**What the exercise asks:** Count the lines in the data below where the string "FramerateHistory" occurs, please, and give the number alone.

**Data for this task:**
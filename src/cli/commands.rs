//! CLI Command Implementations
//!
//! Implements the actual logic for each CLI command.

use std::cell::RefCell;
use std::path::Path;
use std::rc::Rc;

use tokio::runtime::Builder;
use tokio::task::LocalSet;
use tracing::{info, warn};

use crate::app::App;
use crate::config::ControllerConfig;
use crate::control::{ControlRequest, ControlSurface};
use crate::engine::{CaptureDriver, LogDriver};
use crate::error::Result;
use crate::graphics::color;
use crate::runtime::{run_controller, RunOptions};

/// Load the configuration, applying a storage-root override.
pub fn load_config(path: Option<&Path>, storage: Option<&Path>) -> Result<ControllerConfig> {
    let mut config = ControllerConfig::load(path)?;
    if let Some(root) = storage {
        config.storage_root = root.to_path_buf();
    }
    config.validate()?;
    Ok(config)
}

/// Run the frame loop until Ctrl-C or the frame limit.
pub fn run(config: ControllerConfig, frames: Option<u64>, control: bool) -> Result<()> {
    info!("Starting controller at: {}", config.storage_root.display());

    let mut app = App::open(config)?;
    app.add_driver(Box::new(LogDriver::new()));
    let app = Rc::new(RefCell::new(app));

    let runtime = Builder::new_current_thread().enable_all().build()?;
    let local = LocalSet::new();
    let options = RunOptions {
        frames,
        control_stdin: control,
        diagnostics: true,
    };
    let shutdown = async {
        if let Err(e) = tokio::signal::ctrl_c().await {
            warn!(error = %e, "Ctrl-C handler unavailable");
            std::future::pending::<()>().await;
        }
    };

    let rendered = local.block_on(&runtime, run_controller(Rc::clone(&app), options, shutdown))?;

    println!("Rendered {} frames", rendered);
    Ok(())
}

/// Render frames without pacing and print the final output.
pub fn preview(config: ControllerConfig, frames: u64) -> Result<()> {
    let width = config.width as usize;
    let mut app = App::open(config)?;
    let driver = CaptureDriver::new();
    let capture = driver.capture();
    app.add_driver(Box::new(driver));

    for _ in 0..frames.max(1) {
        app.render_frame();
    }

    let Some(frame) = capture.last() else {
        println!("No frame captured");
        return Ok(());
    };
    for row in frame.chunks(width.max(1)) {
        let line: Vec<String> = row
            .iter()
            .map(|&px| format!("{:02X}{:02X}{:02X}", color::red(px), color::green(px), color::blue(px)))
            .collect();
        println!("{}", line.join(" "));
    }
    Ok(())
}

/// Register an audio source.
pub fn add_audio(config: ControllerConfig, name: &str) -> Result<()> {
    let mut app = App::open(config)?;
    app.audio_mut().add_source(name)?;
    println!("Audio source added: {}", name);
    Ok(())
}

/// Execute one control request and print its JSON reply.
pub fn control(config: ControllerConfig, request: ControlRequest) -> Result<()> {
    let mut app = App::open(config)?;
    let reply = ControlSurface.handle(&mut app, request)?;
    println!("{}", serde_json::to_string_pretty(&reply)?);
    Ok(())
}
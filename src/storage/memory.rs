//! In-memory storage
//!
//! Volatile backend for tests and dry runs. Writes can be made to fail on
//! demand to exercise persistence-fault handling.

use std::cell::{Cell, RefCell};
use std::collections::BTreeMap;
use std::path::PathBuf;

use super::Storage;
use crate::error::{LightstackError, Result};

/// Storage held entirely in memory
#[derive(Debug, Default)]
pub struct MemoryStorage {
    entries: RefCell<BTreeMap<String, String>>,
    fail_writes: Cell<bool>,
    write_count: Cell<usize>,
}

impl MemoryStorage {
    /// Create empty storage
    pub fn new() -> Self {
        Self::default()
    }

    /// Make every subsequent write fail (or succeed again)
    pub fn set_fail_writes(&self, fail: bool) {
        self.fail_writes.set(fail);
    }

    /// Number of successful writes so far
    pub fn write_count(&self) -> usize {
        self.write_count.get()
    }

    /// Snapshot of every stored path
    pub fn paths(&self) -> Vec<String> {
        self.entries.borrow().keys().cloned().collect()
    }

    fn is_within(key: &str, path: &str) -> bool {
        key == path
            || key
                .strip_prefix(path)
                .map_or(false, |rest| rest.starts_with('/'))
    }
}

impl Storage for MemoryStorage {
    fn read(&self, path: &str) -> Result<Option<String>> {
        Ok(self.entries.borrow().get(path).cloned())
    }

    fn write(&self, path: &str, contents: &str) -> Result<()> {
        if self.fail_writes.get() {
            return Err(LightstackError::Persistence {
                path: PathBuf::from(path),
                source: std::io::Error::new(std::io::ErrorKind::Other, "injected write failure"),
            });
        }
        self.entries
            .borrow_mut()
            .insert(path.to_string(), contents.to_string());
        self.write_count.set(self.write_count.get() + 1);
        Ok(())
    }

    fn children(&self, path: &str) -> Result<Vec<String>> {
        let prefix = format!("{}/", path.trim_end_matches('/'));
        let mut names: Vec<String> = self
            .entries
            .borrow()
            .keys()
            .filter_map(|key| key.strip_prefix(&prefix))
            .filter_map(|rest| rest.split('/').next())
            .map(str::to_string)
            .collect();
        names.dedup();
        Ok(names)
    }

    fn exists(&self, path: &str) -> bool {
        self.entries
            .borrow()
            .keys()
            .any(|key| Self::is_within(key, path))
    }

    fn remove(&self, path: &str) -> Result<()> {
        self.entries
            .borrow_mut()
            .retain(|key, _| !Self::is_within(key, path));
        Ok(())
    }
}
//! Stack
//!
//! An ordered collection of layers. After every structural mutation the
//! layer indices are exactly `0..N-1`, and the reversed view used by
//! back-to-front schemes is recomputed.

use std::fmt;
use std::str::FromStr;

use serde::{Deserialize, Serialize};
use tracing::{info, warn};

use super::layer::{Layer, LayerEnv, LayerInfo, LayerInit};
use crate::error::{LightstackError, Result};
use crate::storage::join;

/// Directory below the storage root holding both stacks
pub const STACKS_DIR: &str = "stacks";

/// Name of one of the two stacks
#[derive(Debug, Clone, Copy, PartialEq, Eq, Hash, Serialize, Deserialize)]
pub enum StackName {
    A,
    B,
}

impl StackName {
    pub const ALL: [StackName; 2] = [StackName::A, StackName::B];

    pub fn as_str(self) -> &'static str {
        match self {
            StackName::A => "A",
            StackName::B => "B",
        }
    }

    /// The other stack
    pub fn other(self) -> Self {
        match self {
            StackName::A => StackName::B,
            StackName::B => StackName::A,
        }
    }
}

impl fmt::Display for StackName {
    fn fmt(&self, f: &mut fmt::Formatter<'_>) -> fmt::Result {
        f.write_str(self.as_str())
    }
}

impl FromStr for StackName {
    type Err = LightstackError;

    fn from_str(s: &str) -> Result<Self> {
        match s {
            "A" | "a" => Ok(StackName::A),
            "B" | "b" => Ok(StackName::B),
            _ => Err(LightstackError::InvalidSelector {
                selector: s.to_string(),
            }),
        }
    }
}

/// Ordered, index-consistent collection of layers
pub struct Stack {
    name: StackName,
    path: String,
    env: LayerEnv,
    layers: Vec<Layer>,
    reversed: Vec<usize>,
}

impl Stack {
    /// Reconstruct a stack from storage
    ///
    /// Every numeric directory below `stacks/<name>/layers` becomes a layer.
    /// Layers are ordered by their persisted index (ties by id) and then
    /// renumbered contiguously.
    pub fn open(env: LayerEnv, name: StackName) -> Result<Self> {
        let path = join(STACKS_DIR, name.as_str());
        let mut ids: Vec<u32> = Vec::new();
        for child in env.storage.children(&join(&path, "layers"))? {
            match child.parse() {
                Ok(id) => ids.push(id),
                Err(_) => warn!(stack = %name, entry = %child, "ignoring non-layer entry"),
            }
        }
        ids.sort_unstable();

        let mut layers = Vec::with_capacity(ids.len());
        for (position, id) in ids.into_iter().enumerate() {
            layers.push(Layer::open(env.clone(), name.as_str(), &path, id, LayerInit::default(), position)?);
        }
        layers.sort_by_key(|layer| (layer.index(), layer.id()));

        let mut stack = Self {
            name,
            path,
            env,
            layers,
            reversed: Vec::new(),
        };
        stack.reindex()?;
        info!(stack = %name, layers = stack.len(), "stack loaded");
        Ok(stack)
    }

    pub fn name(&self) -> StackName {
        self.name
    }

    pub fn len(&self) -> usize {
        self.layers.len()
    }

    pub fn is_empty(&self) -> bool {
        self.layers.is_empty()
    }

    /// Layers in composition order (ascending index)
    pub fn layers(&self) -> &[Layer] {
        &self.layers
    }

    /// Layers in composition order, for per-frame rendering
    ///
    /// The slice cannot change membership or order.
    pub fn layers_mut(&mut self) -> &mut [Layer] {
        &mut self.layers
    }

    /// Layers from the highest index down
    pub fn layers_reversed(&self) -> impl Iterator<Item = &Layer> {
        self.reversed.iter().map(move |&i| &self.layers[i])
    }

    /// Layer ids in composition order
    pub fn ids(&self) -> Vec<u32> {
        self.layers.iter().map(Layer::id).collect()
    }

    /// Structural info of every layer, in composition order
    pub fn info(&self) -> Vec<LayerInfo> {
        self.layers.iter().map(Layer::info).collect()
    }

    /// Number of layers that will draw on the next frame
    pub fn active_count(&self) -> usize {
        self.layers.iter().filter(|l| l.is_active() && l.is_bound()).count()
    }

    /// Append a new layer and return its id
    ///
    /// The id is the lowest one not currently in use.
    pub fn add_layer(&mut self, init: LayerInit) -> Result<u32> {
        if let Some(uuid) = &init.shard_uuid {
            if !self.env.shards.contains(uuid) {
                return Err(LightstackError::ShardNotFound { shard: uuid.clone() });
            }
        }

        let id = self.next_id();
        let layer = Layer::open(self.env.clone(), self.name.as_str(), &self.path, id, init, self.layers.len())?;
        self.layers.push(layer);
        self.reindex()?;
        info!(stack = %self.name, layer = id, "layer added");
        Ok(id)
    }

    /// Delete a layer and its persisted storage
    pub fn remove_layer_by_id(&mut self, id: u32) -> Result<()> {
        let position = self.position(id)?;
        self.env.storage.remove(self.layers[position].path())?;
        self.layers.remove(position);
        self.reindex()?;
        info!(stack = %self.name, layer = id, "layer removed");
        Ok(())
    }

    pub fn get_layer_by_id(&self, id: u32) -> Result<&Layer> {
        let position = self.position(id)?;
        Ok(&self.layers[position])
    }

    pub fn get_layer_by_id_mut(&mut self, id: u32) -> Result<&mut Layer> {
        let position = self.position(id)?;
        Ok(&mut self.layers[position])
    }

    /// Move a layer to `index`, clamped to the last position
    pub fn move_layer(&mut self, id: u32, index: usize) -> Result<()> {
        let position = self.position(id)?;
        let layer = self.layers.remove(position);
        let target = index.min(self.layers.len());
        self.layers.insert(target, layer);
        self.reindex()?;
        info!(stack = %self.name, layer = id, index = target, "layer moved");
        Ok(())
    }

    /// Remove every layer
    pub fn clear(&mut self) -> Result<()> {
        while let Some(layer) = self.layers.last() {
            self.env.storage.remove(layer.path())?;
            self.layers.pop();
        }
        self.reindex()?;
        info!(stack = %self.name, "stack cleared");
        Ok(())
    }

    /// Renumber every layer by its position
    ///
    /// All layers are renumbered even if one durable write fails; the first
    /// failure is returned.
    fn reindex(&mut self) -> Result<()> {
        let mut first_error = None;
        for (index, layer) in self.layers.iter_mut().enumerate() {
            if let Err(e) = layer.set_index(index) {
                warn!(layer = %layer.label(), error = %e, "index not persisted");
                first_error.get_or_insert(e);
            }
        }
        self.reversed = (0..self.layers.len()).rev().collect();
        first_error.map_or(Ok(()), Err)
    }

    fn next_id(&self) -> u32 {
        let used: std::collections::HashSet<u32> = self.layers.iter().map(Layer::id).collect();
        (0..).find(|id| !used.contains(id)).unwrap_or(0)
    }

    fn position(&self, id: u32) -> Result<usize> {
        self.layers
            .iter()
            .position(|layer| layer.id() == id)
            .ok_or_else(|| LightstackError::LayerNotFound {
                id: format!("{}/{}", self.name, id),
            })
    }
}

impl fmt::Debug for Stack {
    fn fmt(&self, f: &mut fmt::Formatter<'_>) -> fmt::Result {
        f.debug_struct("Stack")
            .field("name", &self.name)
            .field("layers", &self.layers)
            .finish()
    }
}

#[cfg(test)]
mod tests {
    use super::*;
    use crate::logsink::TracingLogSink;
    use crate::shard::ShardRegistry;
    use crate::storage::{MemoryStorage, Storage};
    use std::rc::Rc;

    fn env(storage: &Rc<MemoryStorage>) -> LayerEnv {
        LayerEnv {
            storage: storage.clone(),
            shards: Rc::new(ShardRegistry::with_builtins()),
            log: Rc::new(TracingLogSink),
        }
    }

    fn indices(stack: &Stack) -> Vec<usize> {
        stack.layers().iter().map(Layer::index).collect()
    }

    #[test]
    fn test_add_allocates_lowest_unused_id() {
        let storage = Rc::new(MemoryStorage::new());
        let mut stack = Stack::open(env(&storage), StackName::A).unwrap();

        assert_eq!(stack.add_layer(LayerInit::shard("solid")).unwrap(), 0);
        assert_eq!(stack.add_layer(LayerInit::shard("solid")).unwrap(), 1);
        assert_eq!(stack.add_layer(LayerInit::shard("solid")).unwrap(), 2);
        stack.remove_layer_by_id(1).unwrap();
        assert_eq!(stack.add_layer(LayerInit::shard("blink")).unwrap(), 1);

        assert_eq!(stack.ids(), vec![0, 2, 1]);
        assert_eq!(indices(&stack), vec![0, 1, 2]);
    }

    #[test]
    fn test_remove_reindexes_and_deletes_storage() {
        let storage = Rc::new(MemoryStorage::new());
        let mut stack = Stack::open(env(&storage), StackName::B).unwrap();
        for _ in 0..4 {
            stack.add_layer(LayerInit::shard("solid")).unwrap();
        }

        stack.remove_layer_by_id(0).unwrap();
        stack.remove_layer_by_id(2).unwrap();

        assert_eq!(stack.ids(), vec![1, 3]);
        assert_eq!(indices(&stack), vec![0, 1]);
        assert!(!storage.exists("stacks/B/layers/0"));
        assert!(!storage.exists("stacks/B/layers/2"));
        let info = storage.read("stacks/B/layers/3/info").unwrap().unwrap();
        assert!(info.contains("\"index\":1"));
    }

    #[test]
    fn test_unknown_layer_and_shard() {
        let storage = Rc::new(MemoryStorage::new());
        let mut stack = Stack::open(env(&storage), StackName::A).unwrap();

        assert!(stack.get_layer_by_id(7).unwrap_err().is_not_found());
        assert!(stack.remove_layer_by_id(7).unwrap_err().is_not_found());
        let err = stack.add_layer(LayerInit::shard("nope")).unwrap_err();
        assert_eq!(err.error_code(), "SHARD_NOT_FOUND");
        assert!(stack.is_empty());
    }

    #[test]
    fn test_move_layer() {
        let storage = Rc::new(MemoryStorage::new());
        let mut stack = Stack::open(env(&storage), StackName::A).unwrap();
        for _ in 0..3 {
            stack.add_layer(LayerInit::shard("solid")).unwrap();
        }

        stack.move_layer(0, 9).unwrap();
        assert_eq!(stack.ids(), vec![1, 2, 0]);
        stack.move_layer(2, 0).unwrap();
        assert_eq!(stack.ids(), vec![2, 1, 0]);
        assert_eq!(indices(&stack), vec![0, 1, 2]);

        let reversed: Vec<u32> = stack.layers_reversed().map(Layer::id).collect();
        assert_eq!(reversed, vec![0, 1, 2]);
    }

    #[test]
    fn test_reconstruct_sorted_by_persisted_index() {
        let storage = Rc::new(MemoryStorage::new());
        {
            let mut stack = Stack::open(env(&storage), StackName::A).unwrap();
            for _ in 0..3 {
                stack.add_layer(LayerInit::shard("solid")).unwrap();
            }
            stack.move_layer(2, 0).unwrap();
        }

        let stack = Stack::open(env(&storage), StackName::A).unwrap();
        assert_eq!(stack.ids(), vec![2, 0, 1]);
        assert_eq!(indices(&stack), vec![0, 1, 2]);
    }

    #[test]
    fn test_clear() {
        let storage = Rc::new(MemoryStorage::new());
        let mut stack = Stack::open(env(&storage), StackName::A).unwrap();
        stack.add_layer(LayerInit::shard("solid")).unwrap();
        stack.add_layer(LayerInit::default()).unwrap();

        stack.clear().unwrap();

        assert!(stack.is_empty());
        assert!(!storage.exists("stacks/A/layers"));
    }

    #[test]
    fn test_stack_name_parse() {
        assert_eq!("A".parse::<StackName>().unwrap(), StackName::A);
        assert_eq!("b".parse::<StackName>().unwrap(), StackName::B);
        assert!("C".parse::<StackName>().is_err());
        assert_eq!(StackName::A.other(), StackName::B);
    }
}
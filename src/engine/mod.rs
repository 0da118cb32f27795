//! Rendering Engine
//!
//! - `Pipeline`: the per-frame compositor
//! - `OutputDriver`: where finished frames go
//! - `FramerateHistory` / `Diagnostics`: what the loop reports

mod diagnostics;
mod driver;
mod framerate;
mod pipeline;

pub use diagnostics::{Diagnostics, FrameReport};
pub use driver::{CaptureDriver, FrameCapture, LogDriver, OutputDriver};
pub use framerate::FramerateHistory;
pub use pipeline::Pipeline;
//! Composition Modes
//!
//! Merge a layer's canvas into the running composite. Direct modes combine
//! RGB channels arithmetically and clamp; alpha modes treat the top byte as
//! coverage.

use serde::{Deserialize, Serialize};

use super::canvas::Canvas;
use super::color::{self, Color};

/// Pixel-combination function used to merge a layer into the composite
#[derive(Debug, Clone, Copy, PartialEq, Eq, Hash, Default, Serialize, Deserialize)]
#[serde(rename_all = "snake_case")]
pub enum CompositionMode {
    #[default]
    DirectSet,
    DirectClear,
    DirectAdd,
    DirectSubtract,
    DirectMultiply,
    DirectAnd,
    DirectOr,
    DirectXor,
    AlphaSourceOver,
    AlphaDestinationOver,
}

impl CompositionMode {
    /// Every mode, in option order
    pub const ALL: [CompositionMode; 10] = [
        Self::DirectSet,
        Self::DirectClear,
        Self::DirectAdd,
        Self::DirectSubtract,
        Self::DirectMultiply,
        Self::DirectAnd,
        Self::DirectOr,
        Self::DirectXor,
        Self::AlphaSourceOver,
        Self::AlphaDestinationOver,
    ];

    /// Option name
    pub fn name(self) -> &'static str {
        match self {
            Self::DirectSet => "direct_set",
            Self::DirectClear => "direct_clear",
            Self::DirectAdd => "direct_add",
            Self::DirectSubtract => "direct_subtract",
            Self::DirectMultiply => "direct_multiply",
            Self::DirectAnd => "direct_and",
            Self::DirectOr => "direct_or",
            Self::DirectXor => "direct_xor",
            Self::AlphaSourceOver => "alpha_source_over",
            Self::AlphaDestinationOver => "alpha_destination_over",
        }
    }

    /// All option names, in option order
    pub fn names() -> Vec<&'static str> {
        Self::ALL.iter().map(|m| m.name()).collect()
    }

    /// Resolve an option name
    pub fn from_name(name: &str) -> Option<Self> {
        Self::ALL.iter().copied().find(|m| m.name() == name)
    }

    /// Combine one source pixel onto one destination pixel
    pub fn compose_pixel(self, source: Color, dest: Color) -> Color {
        match self {
            Self::DirectSet => source,
            Self::DirectClear => color::BLACK,
            Self::DirectAdd => rgb(source, dest, |s, d| color::clamp_channel(i32::from(s) + i32::from(d))),
            Self::DirectSubtract => rgb(source, dest, |s, d| color::clamp_channel(i32::from(d) - i32::from(s))),
            Self::DirectMultiply => rgb(source, dest, |s, d| ((u32::from(s) * u32::from(d)) / 255) as u8),
            Self::DirectAnd => rgb(source, dest, |s, d| s & d),
            Self::DirectOr => rgb(source, dest, |s, d| s | d),
            Self::DirectXor => rgb(source, dest, |s, d| s ^ d),
            Self::AlphaSourceOver => over(source, dest),
            Self::AlphaDestinationOver => over(dest, source),
        }
    }
}

/// Combine RGB channels, keeping the destination alpha
fn rgb(source: Color, dest: Color, mut f: impl FnMut(u8, u8) -> u8) -> Color {
    color::from_channels(
        f(color::red(source), color::red(dest)),
        f(color::green(source), color::green(dest)),
        f(color::blue(source), color::blue(dest)),
        color::alpha(dest),
    )
}

/// Straight-alpha `top` over `bottom`
fn over(top: Color, bottom: Color) -> Color {
    let at = u32::from(color::alpha(top));
    let ab = u32::from(color::alpha(bottom));
    let inv = 255 - at;
    let mix = |t: u8, b: u8| ((u32::from(t) * at + u32::from(b) * inv) / 255) as u8;
    let alpha = at + (ab * inv) / 255;
    color::from_channels(
        mix(color::red(top), color::red(bottom)),
        mix(color::green(top), color::green(bottom)),
        mix(color::blue(top), color::blue(bottom)),
        alpha.min(255) as u8,
    )
}

/// Merge `source` into `dest` using `mode`
pub fn compose(mode: CompositionMode, source: &Canvas, dest: &mut Canvas) {
    for (d, &s) in dest.pixels_mut().iter_mut().zip(source.pixels()) {
        *d = mode.compose_pixel(s, *d);
    }
}

#[cfg(test)]
mod tests {
    use super::*;
    use test_case::test_case;

    #[test_case(CompositionMode::DirectSet, 0xFF0000, 0x00FF00 => 0xFF0000)]
    #[test_case(CompositionMode::DirectClear, 0xFF0000, 0x00FF00 => 0x000000)]
    #[test_case(CompositionMode::DirectAdd, 0x80F000, 0x902000 => 0xFFFF00)]
    #[test_case(CompositionMode::DirectSubtract, 0x20FF00, 0x8010FF => 0x6000FF)]
    #[test_case(CompositionMode::DirectMultiply, 0xFF8000, 0x80FF00 => 0x808000)]
    #[test_case(CompositionMode::DirectAnd, 0xF0F0F0, 0x3C3C3C => 0x303030)]
    #[test_case(CompositionMode::DirectOr, 0xF00000, 0x0F0000 => 0xFF0000)]
    #[test_case(CompositionMode::DirectXor, 0xFF00FF, 0xFFFF00 => 0x00FFFF)]
    #[test_case(CompositionMode::AlphaSourceOver, 0xFF_0000FF, 0xFF_FF0000 => 0xFF_0000FF)]
    #[test_case(CompositionMode::AlphaSourceOver, 0x00_0000FF, 0xFF_FF0000 => 0xFF_FF0000)]
    #[test_case(CompositionMode::AlphaDestinationOver, 0xFF_0000FF, 0xFF_FF0000 => 0xFF_FF0000)]
    fn test_compose_pixel(mode: CompositionMode, source: u32, dest: u32) -> u32 {
        mode.compose_pixel(source, dest)
    }

    #[test]
    fn test_half_coverage_over() {
        let out = CompositionMode::AlphaSourceOver.compose_pixel(0x80_FF0000, 0xFF_000000);
        assert_eq!(color::alpha(out), 0xFF);
        assert_eq!(color::red(out), 0x80);
    }

    #[test]
    fn test_compose_canvas() {
        let mut dest = Canvas::new(3, 1);
        dest.fill(0x101010);
        let mut source = Canvas::new(3, 1);
        source.fill(0x010203);

        compose(CompositionMode::DirectAdd, &source, &mut dest);

        assert!(dest.pixels().iter().all(|&p| p == 0x111213));
    }

    #[test]
    fn test_names_round_trip() {
        for mode in CompositionMode::ALL {
            assert_eq!(CompositionMode::from_name(mode.name()), Some(mode));
        }
        assert_eq!(CompositionMode::names()[0], "direct_set");
    }
}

**Response for this exercise:** 2